Saturday, December 6, 2008

Missed Connections



I'm not sure what place comparative music studies have on the mp3 blog scene, but driving home late last night with the iPod on shuffle I made a connection between two, at first glance, vastly different artists that I would like to share with you. So, as part of my "Missed Connections" series, here is your official LTBN personals.

You: walked in to the bar late last night, right before last call, with a plaid shirt muscle-tee and navy blue keds. Made a name for himself after remixing Yelle's cover of "A Cause des Garçons" and in 2005 released Côte Ouest. His instrumental originals sound a little midi-ish, often reminding one of the "Demos" you hear on cheap keyboards. But Tepr, or Tanguy Destable as he is known to some, has fresh, funky vision and it works.
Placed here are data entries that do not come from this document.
// Copyright 2019-2021 Parity Technologies (UK) Ltd.
// This file is part of metareg.
//
// metareg is free software: you can redistribute it and/or modify
// it under the terms of the GNU General Public License as published by
// the Free Software Foundation, either version 3 of the License, or
// (at your option) any later version.
//
// metareg is distributed in the hope that it will be useful,
// but WITHOUT ANY WARRANTY; without even the implied warranty of
// MERCHANTABILITY or FITNESS FOR A PARTICULAR PURPOSE.  See the
// GNU General Public License for more details.
//
// You should have received a copy of the GNU General Public License
// along with metareg.  If not, see <http://www.gnu.org/licenses/>.

use super::{bits, MAX_DEPTH};
use crate::lookup::{Field, Lookup, PrimitiveKind, TypeDef, TypeId, VariantDef};
use crate::value::{BitSequence, Composite, Primitive, Value, ValueDef};
use codec::{Compact, Encode};

#[derive(Debug, Clone, PartialEq, thiserror::Error)]
pub enum EncodeValueError {
	#[error("cannot find type with ID {0}")]
	TypeIdNotFound(u32),
	#[error("type with ID {0} was reserved but never defined")]
	PendingType(u32),
	#[error("expected {expected} for type {ty}, got {got}")]
	WrongShape { expected: &'static str, got: String, ty: u32 },
	#[error("expected {expected} values for type {ty}, got {got}")]
	WrongLength { expected: usize, got: usize, ty: u32 },
	#[error("missing field '{name}' for type {ty}")]
	MissingField { name: String, ty: u32 },
	#[error("no variant named '{name}' in type {ty}")]
	VariantNotFound { name: String, ty: u32 },
	#[error("{value} does not fit into {kind}")]
	NumberOutOfRange { value: String, kind: &'static str },
	#[error("cannot compact encode type {0}")]
	CannotCompactEncode(u32),
	#[error("type {0} cannot be used to store bits")]
	UnsupportedBitStore(u32),
	#[error("invalid hex string '{0}'")]
	InvalidHex(String),
	#[error("values are nested too deeply")]
	DepthLimitExceeded,
}

/// SCALE encode a [`Value`] as the type with the given ID, appending the bytes to `out`.
///
/// The value does not have to mirror the type exactly. Single field structs are
/// transparent, integers are converted between widths when they fit, byte sequences
/// can be given as strings (`0x` prefixed hex is decoded) and enum variants can
/// be given by name alone when they have no fields, or as a single entry named
/// composite like `{ "Some": 1 }`.
pub fn encode_value_by_id<T, Id: Into<TypeId>>(
	value: &Value<T>,
	ty: Id,
	types: &Lookup,
	out: &mut Vec<u8>,
) -> Result<(), EncodeValueError> {
	Encoder { types }.encode(value, ty.into(), out, 0)
}

struct Encoder<'a> {
	types: &'a Lookup,
}

impl<'a> Encoder<'a> {
	fn encode<T>(&self, value: &Value<T>, id: TypeId, out: &mut Vec<u8>, depth: usize) -> Result<(), EncodeValueError> {
		if depth > MAX_DEPTH {
			return Err(EncodeValueError::DepthLimitExceeded);
		}
		let ty = self.types.resolve(id).ok_or(EncodeValueError::TypeIdNotFound(id.id()))?;

		match &ty.def {
			TypeDef::Composite(fields) => self.encode_fields(value, fields, id, out, depth),
			TypeDef::Variant(variants) => self.encode_variant(value, variants, id, out, depth),
			TypeDef::Sequence(inner) => {
				if let Some(bytes) = self.bytes_from_str(value, *inner)? {
					Compact(bytes.len() as u32).encode_to(out);
					out.extend_from_slice(&bytes);
					return Ok(());
				}
				let items = items_of(value, "a sequence", id)?;
				Compact(items.len() as u32).encode_to(out);
				items.into_iter().try_for_each(|item| self.encode(item, *inner, out, depth + 1))
			}
			TypeDef::Array { len, ty: inner } => {
				let len = *len as usize;
				if let Some(bytes) = self.bytes_from_str(value, *inner)? {
					if bytes.len() != len {
						return Err(EncodeValueError::WrongLength { expected: len, got: bytes.len(), ty: id.id() });
					}
					out.extend_from_slice(&bytes);
					return Ok(());
				}
				let items = items_of(value, "an array", id)?;
				if items.len() != len {
					return Err(EncodeValueError::WrongLength { expected: len, got: items.len(), ty: id.id() });
				}
				items.into_iter().try_for_each(|item| self.encode(item, *inner, out, depth + 1))
			}
			TypeDef::Tuple(ids) => {
				if ids.len() == 1 {
					return self.encode_single(value, ids[0], out, depth);
				}
				let items = items_of(value, "a tuple", id)?;
				if items.len() != ids.len() {
					return Err(EncodeValueError::WrongLength { expected: ids.len(), got: items.len(), ty: id.id() });
				}
				items.into_iter().zip(ids).try_for_each(|(item, ty)| self.encode(item, *ty, out, depth + 1))
			}
			TypeDef::Primitive(kind) => encode_primitive(value, *kind, id, out),
			TypeDef::Compact(inner) => self.encode_compact(value, *inner, out),
			TypeDef::BitSequence { store, order } => {
				let width = match self.types.resolve(*store).map(|t| &t.def) {
					Some(TypeDef::Primitive(p)) => bits::store_width(*p),
					_ => None,
				}
				.ok_or(EncodeValueError::UnsupportedBitStore(store.id()))?;
				let bits = bits_of(value, id)?;
				bits::encode_bits(&bits, width, *order, out);
				Ok(())
			}
			TypeDef::Pending => Err(EncodeValueError::PendingType(id.id())),
		}
	}

	// Encode a value as the only field of some wrapper: either the value is itself a
	// one element composite holding the field, or it is the field value directly.
	fn encode_single<T>(
		&self,
		value: &Value<T>,
		field_ty: TypeId,
		out: &mut Vec<u8>,
		depth: usize,
	) -> Result<(), EncodeValueError> {
		if let ValueDef::Composite(c) = &value.value {
			if let (1, Some(inner)) = (c.len(), c.values().next()) {
				let start = out.len();
				match self.encode(inner, field_ty, out, depth + 1) {
					Ok(()) => return Ok(()),
					Err(_) => out.truncate(start),
				}
			}
		}
		self.encode(value, field_ty, out, depth + 1)
	}

	fn encode_fields<T>(
		&self,
		value: &Value<T>,
		fields: &[Field],
		id: TypeId,
		out: &mut Vec<u8>,
		depth: usize,
	) -> Result<(), EncodeValueError> {
		match fields.len() {
			0 => match &value.value {
				ValueDef::Composite(c) if c.is_empty() => Ok(()),
				_ => Err(EncodeValueError::WrongShape { expected: "no values", got: describe(value), ty: id.id() }),
			},
			1 => self.encode_single(value, fields[0].ty, out, depth),
			_ => {
				let ValueDef::Composite(composite) = &value.value else {
					return Err(EncodeValueError::WrongShape {
						expected: "a composite",
						got: describe(value),
						ty: id.id(),
					});
				};
				self.encode_composite(composite, fields, id, out, depth)
			}
		}
	}

	fn encode_composite<T>(
		&self,
		composite: &Composite<T>,
		fields: &[Field],
		id: TypeId,
		out: &mut Vec<u8>,
		depth: usize,
	) -> Result<(), EncodeValueError> {
		if composite.len() != fields.len() {
			return Err(EncodeValueError::WrongLength { expected: fields.len(), got: composite.len(), ty: id.id() });
		}
		let all_named = fields.iter().all(|f| f.name.is_some());
		match composite {
			// Named values are matched to named fields regardless of the order they came in.
			Composite::Named(values) if all_named => {
				for field in fields {
					let name = field.name.as_deref().unwrap_or_default();
					let (_, value) = values
						.iter()
						.find(|(n, _)| n == name)
						.ok_or_else(|| EncodeValueError::MissingField { name: name.to_string(), ty: id.id() })?;
					self.encode(value, field.ty, out, depth + 1)?;
				}
				Ok(())
			}
			_ => composite.values().zip(fields).try_for_each(|(value, field)| self.encode(value, field.ty, out, depth + 1)),
		}
	}

	fn encode_variant<T>(
		&self,
		value: &Value<T>,
		variants: &[VariantDef],
		id: TypeId,
		out: &mut Vec<u8>,
		depth: usize,
	) -> Result<(), EncodeValueError> {
		let find = |name: &str| {
			variants
				.iter()
				.find(|v| v.name == name)
				.ok_or_else(|| EncodeValueError::VariantNotFound { name: name.to_string(), ty: id.id() })
		};

		match &value.value {
			ValueDef::Variant(v) => {
				let variant = find(&v.name)?;
				out.push(variant.index);
				if let (1, 1, Some(inner)) = (variant.fields.len(), v.values.len(), v.values.values().next()) {
					return self.encode_single(inner, variant.fields[0].ty, out, depth);
				}
				self.encode_composite(&v.values, &variant.fields, id, out, depth)
			}
			// `"None"`
			ValueDef::Primitive(Primitive::Str(name)) => {
				let variant = find(name)?;
				if !variant.fields.is_empty() {
					return Err(EncodeValueError::WrongLength { expected: variant.fields.len(), got: 0, ty: id.id() });
				}
				out.push(variant.index);
				Ok(())
			}
			// `null` for an `Option`
			ValueDef::Composite(c) if c.is_empty() && variants.iter().any(|v| v.name == "None") => {
				let variant = find("None")?;
				out.push(variant.index);
				Ok(())
			}
			// `{ "Some": value }`
			ValueDef::Composite(Composite::Named(entries)) if entries.len() == 1 => {
				let (name, inner) = &entries[0];
				let variant = find(name)?;
				out.push(variant.index);
				self.encode_fields(inner, &variant.fields, id, out, depth)
			}
			_ => Err(EncodeValueError::WrongShape { expected: "a variant", got: describe(value), ty: id.id() }),
		}
	}

	fn encode_compact<T>(&self, value: &Value<T>, inner: TypeId, out: &mut Vec<u8>) -> Result<(), EncodeValueError> {
		let mut current = inner;
		for _ in 0..MAX_DEPTH {
			let ty = self.types.resolve(current).ok_or(EncodeValueError::TypeIdNotFound(current.id()))?;
			match &ty.def {
				TypeDef::Primitive(kind) => {
					let n = value.as_u128().ok_or_else(|| EncodeValueError::WrongShape {
						expected: "an unsigned integer",
						got: describe(value),
						ty: current.id(),
					})?;
					return encode_compact_uint(n, *kind, current, out);
				}
				TypeDef::Composite(fields) if fields.len() == 1 => current = fields[0].ty,
				TypeDef::Compact(inner) => current = *inner,
				TypeDef::Tuple(ids) if ids.is_empty() => return Ok(()),
				_ => return Err(EncodeValueError::CannotCompactEncode(current.id())),
			}
		}
		Err(EncodeValueError::DepthLimitExceeded)
	}

	// Strings given for byte sequences: hex if `0x` prefixed, otherwise UTF8 bytes.
	fn bytes_from_str<T>(&self, value: &Value<T>, item_ty: TypeId) -> Result<Option<Vec<u8>>, EncodeValueError> {
		let ValueDef::Primitive(Primitive::Str(s)) = &value.value else {
			return Ok(None);
		};
		match self.types.resolve(item_ty).map(|t| &t.def) {
			Some(TypeDef::Primitive(PrimitiveKind::U8)) => {}
			_ => return Ok(None),
		}
		match s.strip_prefix("0x") {
			Some(hex_str) => hex::decode(hex_str).map(Some).map_err(|_| EncodeValueError::InvalidHex(s.clone())),
			None => Ok(Some(s.as_bytes().to_vec())),
		}
	}
}

fn items_of<'v, T>(value: &'v Value<T>, expected: &'static str, id: TypeId) -> Result<Vec<&'v Value<T>>, EncodeValueError> {
	match &value.value {
		ValueDef::Composite(c) => Ok(c.values().collect()),
		_ => Err(EncodeValueError::WrongShape { expected, got: describe(value), ty: id.id() }),
	}
}

fn bits_of<T>(value: &Value<T>, id: TypeId) -> Result<BitSequence, EncodeValueError> {
	match &value.value {
		ValueDef::BitSequence(bits) => Ok(bits.clone()),
		ValueDef::Composite(c) => c
			.values()
			.map(|v| v.as_bool())
			.collect::<Option<BitSequence>>()
			.ok_or_else(|| EncodeValueError::WrongShape { expected: "a sequence of bools", got: describe(value), ty: id.id() }),
		_ => Err(EncodeValueError::WrongShape { expected: "a bit sequence", got: describe(value), ty: id.id() }),
	}
}

fn encode_compact_uint(n: u128, kind: PrimitiveKind, id: TypeId, out: &mut Vec<u8>) -> Result<(), EncodeValueError> {
	let too_big = || EncodeValueError::NumberOutOfRange { value: n.to_string(), kind: kind.as_str() };
	match kind {
		PrimitiveKind::U8 => Compact(u8::try_from(n).map_err(|_| too_big())?).encode_to(out),
		PrimitiveKind::U16 => Compact(u16::try_from(n).map_err(|_| too_big())?).encode_to(out),
		PrimitiveKind::U32 => Compact(u32::try_from(n).map_err(|_| too_big())?).encode_to(out),
		PrimitiveKind::U64 => Compact(u64::try_from(n).map_err(|_| too_big())?).encode_to(out),
		PrimitiveKind::U128 => Compact(n).encode_to(out),
		_ => return Err(EncodeValueError::CannotCompactEncode(id.id())),
	}
	Ok(())
}

fn encode_primitive<T>(value: &Value<T>, kind: PrimitiveKind, id: TypeId, out: &mut Vec<u8>) -> Result<(), EncodeValueError> {
	let wrong = |expected| EncodeValueError::WrongShape { expected, got: describe(value), ty: id.id() };
	let out_of_range = |n: String| EncodeValueError::NumberOutOfRange { value: n, kind: kind.as_str() };

	match kind {
		PrimitiveKind::Bool => value.as_bool().ok_or_else(|| wrong("a bool"))?.encode_to(out),
		PrimitiveKind::Char => {
			let c = match &value.value {
				ValueDef::Primitive(Primitive::Char(c)) => Some(*c),
				ValueDef::Primitive(Primitive::Str(s)) if s.chars().count() == 1 => s.chars().next(),
				_ => None,
			}
			.ok_or_else(|| wrong("a char"))?;
			(c as u32).encode_to(out)
		}
		PrimitiveKind::Str => value.as_str().ok_or_else(|| wrong("a string"))?.encode_to(out),
		PrimitiveKind::U256 => match &value.value {
			ValueDef::Primitive(Primitive::U256(bytes)) => out.extend_from_slice(bytes),
			_ => {
				let n = unsigned(value).ok_or_else(|| wrong("an unsigned integer"))?;
				let mut bytes = [0u8; 32];
				bytes[..16].copy_from_slice(&n.to_le_bytes());
				out.extend_from_slice(&bytes);
			}
		},
		PrimitiveKind::I256 => match &value.value {
			ValueDef::Primitive(Primitive::I256(bytes)) => out.extend_from_slice(bytes),
			_ => {
				let n = signed(value).ok_or_else(|| wrong("an integer"))?;
				let mut bytes = if n < 0 { [0xffu8; 32] } else { [0u8; 32] };
				bytes[..16].copy_from_slice(&n.to_le_bytes());
				out.extend_from_slice(&bytes);
			}
		},
		PrimitiveKind::U8 | PrimitiveKind::U16 | PrimitiveKind::U32 | PrimitiveKind::U64 | PrimitiveKind::U128 => {
			let n = unsigned(value).ok_or_else(|| wrong("an unsigned integer"))?;
			match kind {
				PrimitiveKind::U8 => u8::try_from(n).map_err(|_| out_of_range(n.to_string()))?.encode_to(out),
				PrimitiveKind::U16 => u16::try_from(n).map_err(|_| out_of_range(n.to_string()))?.encode_to(out),
				PrimitiveKind::U32 => u32::try_from(n).map_err(|_| out_of_range(n.to_string()))?.encode_to(out),
				PrimitiveKind::U64 => u64::try_from(n).map_err(|_| out_of_range(n.to_string()))?.encode_to(out),
				_ => n.encode_to(out),
			}
		}
		PrimitiveKind::I8 | PrimitiveKind::I16 | PrimitiveKind::I32 | PrimitiveKind::I64 | PrimitiveKind::I128 => {
			let n = signed(value).ok_or_else(|| wrong("an integer"))?;
			match kind {
				PrimitiveKind::I8 => i8::try_from(n).map_err(|_| out_of_range(n.to_string()))?.encode_to(out),
				PrimitiveKind::I16 => i16::try_from(n).map_err(|_| out_of_range(n.to_string()))?.encode_to(out),
				PrimitiveKind::I32 => i32::try_from(n).map_err(|_| out_of_range(n.to_string()))?.encode_to(out),
				PrimitiveKind::I64 => i64::try_from(n).map_err(|_| out_of_range(n.to_string()))?.encode_to(out),
				_ => n.encode_to(out),
			}
		}
	}
	Ok(())
}

// `0x` prefixed strings are read as big endian hex numbers.
fn unsigned<T>(value: &Value<T>) -> Option<u128> {
	match &value.value {
		ValueDef::Primitive(Primitive::Str(s)) if s.starts_with("0x") => u128::from_str_radix(&s[2..], 16).ok(),
		_ => value.as_u128(),
	}
}

fn signed<T>(value: &Value<T>) -> Option<i128> {
	match &value.value {
		ValueDef::Primitive(Primitive::Str(s)) if s.starts_with("0x") => i128::from_str_radix(&s[2..], 16).ok(),
		_ => value.as_i128(),
	}
}

// A short description of a value's shape for error messages.
fn describe<T>(value: &Value<T>) -> String {
	match &value.value {
		ValueDef::Composite(Composite::Named(v)) => format!("a named composite of {} values", v.len()),
		ValueDef::Composite(Composite::Unnamed(v)) => format!("an unnamed composite of {} values", v.len()),
		ValueDef::Variant(v) => format!("variant '{}'", v.name),
		ValueDef::BitSequence(_) => "a bit sequence".to_string(),
		ValueDef::Primitive(p) => format!("{:?}", p),
	}
}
Melodies overlap one another, and he lets song build itself up quite satisfactorily.

TePr - Deutschland to italia (1987) (alt)
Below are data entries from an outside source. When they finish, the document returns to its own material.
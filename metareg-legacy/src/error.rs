// Copyright 2019-2021 Parity Technologies (UK) Ltd.
// This file is part of metareg.
//
// metareg is free software: you can redistribute it and/or modify
// it under the terms of the GNU General Public License as published by
// the Free Software Foundation, either version 3 of the License, or
// (at your option) any later version.
//
// metareg is distributed in the hope that it will be useful,
// but WITHOUT ANY WARRANTY; without even the implied warranty of
// MERCHANTABILITY or FITNESS FOR A PARTICULAR PURPOSE.  See the
// GNU General Public License for more details.
//
// You should have received a copy of the GNU General Public License
// along with metareg.  If not, see <http://www.gnu.org/licenses/>.

use crate::{builder::TypeError, definitions::DefinitionsError};
use metareg_core::metadata::MetadataError;

/// Everything that can go wrong turning legacy metadata into [`metareg_core::Metadata`].
#[derive(Debug, thiserror::Error)]
pub enum LegacyError {
	#[error("metadata version {0} is not supported")]
	UnsupportedVersion(u32),
	#[error("metadata does not start with the expected magic number")]
	InvalidPrefix,
	#[error("expected metadata in its decoded form")]
	ExpectedDecoded,
	#[error("{0}")]
	Codec(#[from] codec::Error),
	#[error(transparent)]
	Type(#[from] TypeError),
	#[error(transparent)]
	Definitions(#[from] DefinitionsError),
	#[error(transparent)]
	Metadata(#[from] MetadataError),
}
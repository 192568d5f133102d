// Copyright 2019-2021 Parity Technologies (UK) Ltd.
// This file is part of metareg.
//
// metareg is free software: you can redistribute it and/or modify
// it under the terms of the GNU General Public License as published by
// the Free Software Foundation, either version 3 of the License, or
// (at your option) any later version.
//
// metareg is distributed in the hope that it will be useful,
// but WITHOUT ANY WARRANTY; without even the implied warranty of
// MERCHANTABILITY or FITNESS FOR A PARTICULAR PURPOSE.  See the
// GNU General Public License for more details.
//
// You should have received a copy of the GNU General Public License
// along with metareg.  If not, see <http://www.gnu.org/licenses/>.

use super::{BitOrder, Lookup, TypeDef, TypeId};

// Deeply nested anonymous types are cut off rather than rendered in full.
const MAX_DEPTH: usize = 16;

pub(super) fn type_name(lookup: &Lookup, id: TypeId) -> String {
	let mut out = String::new();
	write_name(lookup, id, 0, &mut out);
	out
}

fn write_name(lookup: &Lookup, id: TypeId, depth: usize, out: &mut String) {
	if depth > MAX_DEPTH {
		out.push_str("..");
		return;
	}
	let Some(ty) = lookup.resolve(id) else {
		out.push_str(&format!("<unknown {}>", id));
		return;
	};

	// Named types are rendered by name, with any resolved type parameters.
	if let Some(name) = ty.name() {
		out.push_str(name);
		let params: Vec<TypeId> = ty.params.iter().filter_map(|p| p.ty).collect();
		if !params.is_empty() {
			out.push('<');
			write_list(lookup, &params, depth, out);
			out.push('>');
		}
		return;
	}

	match &ty.def {
		TypeDef::Primitive(p) => out.push_str(p.as_str()),
		TypeDef::Sequence(inner) => {
			out.push_str("Vec<");
			write_name(lookup, *inner, depth + 1, out);
			out.push('>');
		}
		TypeDef::Array { len, ty } => {
			out.push('[');
			write_name(lookup, *ty, depth + 1, out);
			out.push_str(&format!("; {}]", len));
		}
		TypeDef::Tuple(fields) => {
			out.push('(');
			write_list(lookup, fields, depth, out);
			out.push(')');
		}
		TypeDef::Compact(inner) => {
			out.push_str("Compact<");
			write_name(lookup, *inner, depth + 1, out);
			out.push('>');
		}
		TypeDef::BitSequence { store, order } => {
			out.push_str("BitVec<");
			write_name(lookup, *store, depth + 1, out);
			out.push_str(match order {
				BitOrder::Lsb0 => ", Lsb0>",
				BitOrder::Msb0 => ", Msb0>",
			});
		}
		TypeDef::Composite(_) | TypeDef::Variant(_) => out.push_str(&format!("<anonymous {}>", id)),
		TypeDef::Pending => out.push_str(&format!("<pending {}>", id)),
	}
}

fn write_list(lookup: &Lookup, ids: &[TypeId], depth: usize, out: &mut String) {
	for (i, id) in ids.iter().enumerate() {
		if i > 0 {
			out.push_str(", ");
		}
		write_name(lookup, *id, depth + 1, out);
	}
}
Me: the English chap sitting at the bar, slightly balding with thick rimmed glasses, clutching a gin and tonic. Michael Nyman, fringe-classical musician and minimalist, published a study on experimental music and John Cage in the seventies. Best known for his film scores in which he developed a distinct style of mathematical baroque sound. Each note, although played by a full orchestra, seems to have been entered as part of a logarithm in a super computer. Nothing is accidental, and his compositions--such as "Wheelbarrow Walk" from the soundtrack for Drowning by Numbers--unfold in the same way a computer loads up. Like Tepr, no note is improvised or accidental, and yet there is something inherently organic about their songs. If interested, want to meet for coffee?